Bluestaq landed a major investment in November from Colorado Springs real estate and technology investor Kevin O’Neil, which O’Neil called a partnership, to help the company expand more quickly. The company specializes in data-management systems, analytics and software; it builds “highly secure enterprise software solutions for storing, managing and sharing data,” according to the company’s website.
“This project is layered with wins for our community,” said Cecilia Harry, the chamber’s chief economic development officer, pointing to O’Neil’s investment and the tax credits. “This project prompted the launch of Find Your COS, our new suite of talent initiatives that will benefit our broader business community. This project is driving significant investment and innovation in our region.”
The chamber has started a new workforce development program called “Find Your COS” to help workers new to the city to find housing and provide social and professional engagement opportunities. It also helps chamber members find information on relocation, neighborhoods, child care, recreation and other needs. The pilot program is focused on the aerospace, defense, cybersecurity and technology sectors.
Bluestaq will get tax credits based on the number of jobs it creates during the next eight years for up to 585 full-time positions, paying an average of nearly $190,000 in an incentive package approved Thursday by the Colorado Economic Development Commission. The company also considered locations in Ogden, Utah, and College Park, Md., where O’Neil’s Catalyst Campus for Technology and Innovation operates satellite campuses, according to a document included with the commission’s agenda.

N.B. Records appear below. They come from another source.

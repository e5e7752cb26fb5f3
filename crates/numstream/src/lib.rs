//! # Numstream
//!
//! Resumable, checksum-verified streams of MT19937 numbers over TCP.
//!
//! ## Overview
//!
//! A client asks for `N` numbers under a 16-byte identity. The server emits
//! one number per second and attaches the MD5 checksum of the whole
//! sequence to the last one. If the connection drops, the client reconnects
//! with the same identity and a zero seed and the server continues exactly
//! where it stopped. Identities idle for more than 30 seconds are rejected
//! for good.
//!
//! ## Usage
//!
//! ```rust,no_run
//! use numstream::{run_split_stream, NumberServer, ServerConfig, SplitStreamParams};
//! use numstream::core::ClientId;
//!
//! async fn example() -> numstream::Result<()> {
//!     let server = NumberServer::new(ServerConfig::default());
//!     tokio::spawn(async move { server.run(std::future::pending()).await });
//!
//!     let params = SplitStreamParams::new(ClientId::random(), 4, 1)
//!         .with_expected_checksum("41e6514a7f7b64336e30250adf67c460");
//!     let run = run_split_stream("127.0.0.1:50051", params).await?;
//!     println!("SUCCESS: checksum={}", run.checksum);
//!     Ok(())
//! }
//! ```
//!
//! ## Re-exports
//!
//! - `numstream::core` - Generator, checksum, session
//! - `numstream::store` - Session storage
//! - `numstream::stream` - Wire protocol and stream engine

pub mod client;
pub mod config;
pub mod error;
pub mod server;
pub mod verifier;

// Re-export component crates
pub use numstream_core as core;
pub use numstream_store as store;
pub use numstream_stream as stream;

pub use client::{Fetch, NumberClient};
pub use config::{ServerConfig, DEFAULT_PORT};
pub use error::{NumstreamError, Result};
pub use server::{handle_connection, NumberServer};
pub use verifier::{
    run_split_stream, run_split_stream_with, run_standard, run_standard_with, verify_sequence,
    SplitStreamParams, Verification, VerifiedRun, DEFAULT_RECONNECT_DELAY,
};

pub use numstream_core::{checksum_of, ClientId, Mt19937, RunningChecksum};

“In order to meet its contract ceiling, the company will need to both recruit high quality talent from out of state and retain top talent,” the document says. “The driving factors behind the location decision are access to talent, cost of living, and the proximity to tech and innovation, and ability to leverage their presence in Ogden and College Park.”
Harvey said Bluestaq will use the credits to lease and move into up to 50,000 square feet of additional office space in downtown Colorado Springs that it needs by June, to recruit and train employees and to provide scholarships at the University of Colorado at Colorado Springs and other colleges to expand its intern program.
The company plans to offer five UCCS graduate and undergraduate scholarships valued at $65,000 each for its interns in the fall.
“We believe in our internship program as a way to bring in top-level talent to grow professionals from the ground up,” Harvey said. “When we talked to our interns, two common threads emerged — they couldn’t find housing, especially for just three months, so they ended up using Craigslist to rent a room in someone’s house. That is not a good look for Colorado Springs. The other issue that emerged is they (interns) found it hard to find their tribe and meet people.”
Harvey said he wants the additional office space to be a key recruiting tool for the company, bringing “the amenities they have at home to the office, including a fitness center, golf simulators and kitchens. Talent attraction and retention is about more than just salaries and benefits. It is also about the office you work in, the camaraderie of the team and the challenging problems you work on.”
Harvey and three cofounders — Andy Hofle, Simon Nunn and David Rodvold — worked together at Intelligent Software Solutions before it acquired by a private equity firm, merged with two other companies and sold to Parsons. They started Bluestaq in April 2018 at Catalyst Campus and the company won its first contract two months later to start building the data library.
Bluestaq won a $37 million extension of that contract in 2019 to expand the library to include air and maritime data, and in the same year moved out of Catalyst Campus and into the FirstBank building.